The 2019 bill eliminated fees for requests beyond the five-dollar application – a healthy step forward, because fees could be huge – and prompted a modest routine disclosure of some records to save the chore of requesting them. Hardly ground-breaking, and while the cumbersome and confusing law has foundered during these nearly four decades, governments have spent significantly to promote their images through various forms of self-congratulatory vanity press. One of my proposals was for the disclosure of how much this fluff and puff costs and to tie its spending to increased investment to support the law’s efficiency. The committee’s silence suggests I needn’t hold my breath.
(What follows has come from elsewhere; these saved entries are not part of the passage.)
struct Delay<S, L> {
    scope: S,
    label: EdgeOrData<L>,
    notify: oneshot::Sender<()>,
}

pub(crate) struct Unit<S, L, D, R>
where
    S: ScopeId,
    L: Label,
    D: Datum<S>,
    R: UnitOutput<S>,
{
    pub(crate) id: UnitId,
    pub(crate) parent: Option<UnitId>,
    pub(crate) kind: UnitKind<S, L, D, R>,
    pub(crate) state: UnitState,
    pub(crate) root_scopes: Vec<S>,
    pub(crate) scopes: BTreeSet<S>,
    pub(crate) scope_name_counters: BTreeMap<String, usize>,
    /// Owned fragment, including edges other units added to owned scopes.
    pub(crate) scope_graph: ScopeGraph<S, L, D>,
    /// Everything this unit asserted, on owned and shared scopes.
    pub(crate) local_scope_graph: ScopeGraph<S, L, D>,
    /// Open labels on scopes of other units this unit initialised.
    pub(crate) shared_labels: BTreeMap<S, BTreeSet<EdgeOrData<L>>>,
    pub(crate) initialized_shares: BTreeSet<S>,
    pub(crate) waits: WaitForSet<S, L>,
    delays: Vec<Delay<S, L>>,
    pub(crate) previous: Option<UnitResult<S, L, D, R>>,
    pub(crate) changed: bool,
    /// Previous root scopes owned here, mapped to the roots handed out now.
    pub(crate) matched_by_sharing: Patch<S>,
    pub(crate) recorded_queries: Vec<RecordedQuery<S, L, D>>,
    pub(crate) sub_units: BTreeMap<String, UnitId>,
    pub(crate) sub_results: BTreeMap<String, UnitResult<S, L, D, R>>,
    pub(crate) checker_result: Option<Option<R>>,
    pub(crate) failures: Vec<String>,
    pub(crate) transition_trace: TransitionTrace,
    pub(crate) when_active: Completable<Activation>,
    pub(crate) context_activated: Completable<()>,
    pub(crate) in_local_phase: bool,
    pub(crate) confirmation_result: Completable<Option<Patch<S>>>,
    pub(crate) release_patch: Option<Patch<S>>,
    pub(crate) differ: Option<ScopeGraphDiffer<S, L, D>>,
    pub(crate) local_capture: Option<StateCapture<S, L, D>>,
    pub(crate) result: Completable<UnitResult<S, L, D, R>>,
    pub(crate) finished: bool,
}
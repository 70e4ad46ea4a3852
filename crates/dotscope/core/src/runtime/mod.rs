// Dotlanth
// Copyright (C) 2025 Synerthink

// This program is free software: you can redistribute it and/or modify
// it under the terms of the GNU Affero General Public License as published by
// the Free Software Foundation, either version 3 of the License, or
// (at your option) any later version.

// This program is distributed in the hope that it will be useful,
// but WITHOUT ANY WARRANTY; without even the implied warranty of
// MERCHANTABILITY or FITNESS FOR A PARTICULAR PURPOSE.  See the
// GNU Affero General Public License for more details.

// You should have received a copy of the GNU Affero General Public License
// along with this program.  If not, see <http://www.gnu.org/licenses/>.

pub mod completable;
pub mod executor;

pub use completable::Completable;
pub use executor::{ExecutionStats, Executor, TaskId};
But I have more hope for something Wernick and I each proposed: A reduction in the 20-year period in which cabinet records are sheltered. I argued 12 or 15, and he trumped me by suggesting even 10 years was sufficient.
I told the committee that each government announcement or legislation should be accompanied by the release of the records that created them: The studies, the public opinion research, the internal and external correspondence, everything but the confidential cabinet discussion. Mostly these are records we have to hunt down many months later; there is little reason they can’t be released when the government initiative is unveiled.
Internally conducted audits ought to be released within 30 days, too, I argued – not as they are now, much later and often salted down. These are important value-for-money assessments.
Most journalists I know who try to use the law quickly and frustratingly give up; no wonder only about 10 per cent of all Access to Information Act requests come from our craft. The largest users are businesses snooping on each other or into government operations. There has also emerged an industry of brokers and resellers of information that casts a wide net in requests – Wernick likens them to trawlers of the ocean floor – that then markets the results for profit.
I suggested a help desk could be established to assist requesters on how to find the records and phrase applications for them. And I proposed an arbitration panel to review the often extensive redactions to government records in its responses.
Ideally, I told NDP MP Peter Julian (New Westminster-Burnaby) when he raised a proposal I’d made years ago, Canada would pattern its law on one in the city-state of Hamburg, Germany. It requires opponents of disclosure to argue why information can’t be released. It would be the ultimate judo move to create proactive information law.
Which raised my other recommendation: That the committee call out the abuses, like unreachable personal email for government business, apps to avoid any review of discussions, oral briefings instead of written reports and the vesting of copyright with contractors instead of the contracting department. Wernick, now the Jarislowsky Chair in public sector management at the University of Ottawa, chimed in that Canada could introduce a law based on one in the United States to restrict devices and software to outlaw “off-book” communication by public servants and political aides.
The defensive culture of government communications contributes to public suspicion and mistrust that not only sparks the most vulgar of our social media but also plays a role in low voter turnouts and participation in political parties. We need a stronger law for the public good, even if it discomforts those who serve it.
Kirk LaPointe is publisher and editor-in-chief of BIV and vice-president, editorial, of Glacier Media.